Nei primi giri, Van der Poel ha provato a rientrare. Si vedeva dall’impegno, dallo sforzo sul viso. Però perdeva sempre una decina di secondi. Poi quando ha capito che non poteva più vincere, “ha mollato”. A lui fare “esimo” non serve… O vince, o ciao!

Nicolas Samparisi e Filippo Fontana sono stati i migliori degli azzurri, rispettivamente 14° e 15°
Nicolas Samparisi e Filippo Fontana sono stati i migliori degli azzurri, rispettivamente 14° e 15°

Quei watt mancanti

E sempre secondo Fruet non tiene la scusa che VdP non avesse il ritmo gara.

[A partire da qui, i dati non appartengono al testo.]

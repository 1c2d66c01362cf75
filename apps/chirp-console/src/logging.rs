//! Tracing/logging bootstrap for the console demo.

use std::env;

use tracing_subscriber::EnvFilter;

const DEFAULT_FILTER: &str = "info,chirp_console=debug,chirp_client=debug,chirp_avatar=debug";

/// Initialize global tracing subscriber with severity gating from environment.
///
/// Precedence:
/// 1) `RUST_LOG`
/// 2) `CHIRP_CONSOLE_LOG`
/// 3) `CHIRP_LOG`
/// 4) internal default filter
pub fn init() {
    let env_filter = filter_from_env();
    let _ = tracing_subscriber::fmt()
        .with_target(true)
        .with_env_filter(env_filter)
        .try_init();
}

fn filter_from_env() -> EnvFilter {
    if let Ok(filter) = EnvFilter::try_from_default_env() {
        return filter;
    }

    if let Some(value) = env::var("CHIRP_CONSOLE_LOG")
        .ok()
        .filter(|v| !v.trim().is_empty())
        && let Ok(filter) = EnvFilter::try_new(value)
    {
        return filter;
    }

    if let Some(value) = env::var("CHIRP_LOG")
        .ok()
        .filter(|v| !v.trim().is_empty())
        && let Ok(filter) = EnvFilter::try_new(value)
    {
        return filter;
    }

    EnvFilter::new(DEFAULT_FILTER)
}
//! Bounded, persisted avatar metadata for chat UIs.
//!
//! User and room avatars live in independent LRU namespaces, survive
//! restarts through a pluggable snapshot store, and fall back to
//! deterministic initials and palette colors when no image is known.

/// Bounded cache manager with change listeners and import/export.
pub mod cache;
/// Deterministic initials and color derivation.
pub mod identity;
/// Record, patch and namespace types.
pub mod record;
/// Snapshot persistence backends.
pub mod store;

pub use cache::{
    AvatarCache, AvatarCacheConfig, AvatarChange, AvatarImportError, AvatarListenerHandle,
    DEFAULT_ROOM_CAPACITY, DEFAULT_USER_CAPACITY,
};
pub use identity::{AVATAR_PALETTE, color_for, initials_for, stable_hash};
pub use record::{AvatarNamespace, AvatarPatch, AvatarRecord};
pub use store::{
    AVATAR_CACHE_FILENAME, AVATAR_CACHE_VERSION, AvatarStore, AvatarStoreError,
    InMemoryAvatarStore, JsonFileAvatarStore, PersistedAvatarCache,
};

«Non sono convinto – ribatte Fruet – Bisognerebbe vedere cosa ha fatto in queste due settimane. Se pensiamo a come ha vinto ad Anversa, prima del ritiro in Spagna, non gli mancava nulla. Accelerava forte, guidava bene… ed era di un altro pianeta. Con quelle due sgasate ha fatto il vuoto… e c’era Van Aert! 

«Ohi, poi tutte queste sono ipotesi. Magari domattina ha 40 febbre e siamo qui a parlare al vento. Ma ieri, ripeto, avrebbe vinto con tre minuti, non che li avrebbe presi come oggi. Non aveva la sua gamba, non faceva i suoi 1.000 watt. Per me gliene mancavano 300».

Un urlo strozzato dunque in Val di Sole? Forse, ma lo spettacolo non è mancato. E anche mentre scriviamo e i gatti stanno ripulendo il tracciato che da domani tornerà ad essere una pista da fondo, la festa va avanti. Si canta, si balla e si aspetta l’edizione 2023.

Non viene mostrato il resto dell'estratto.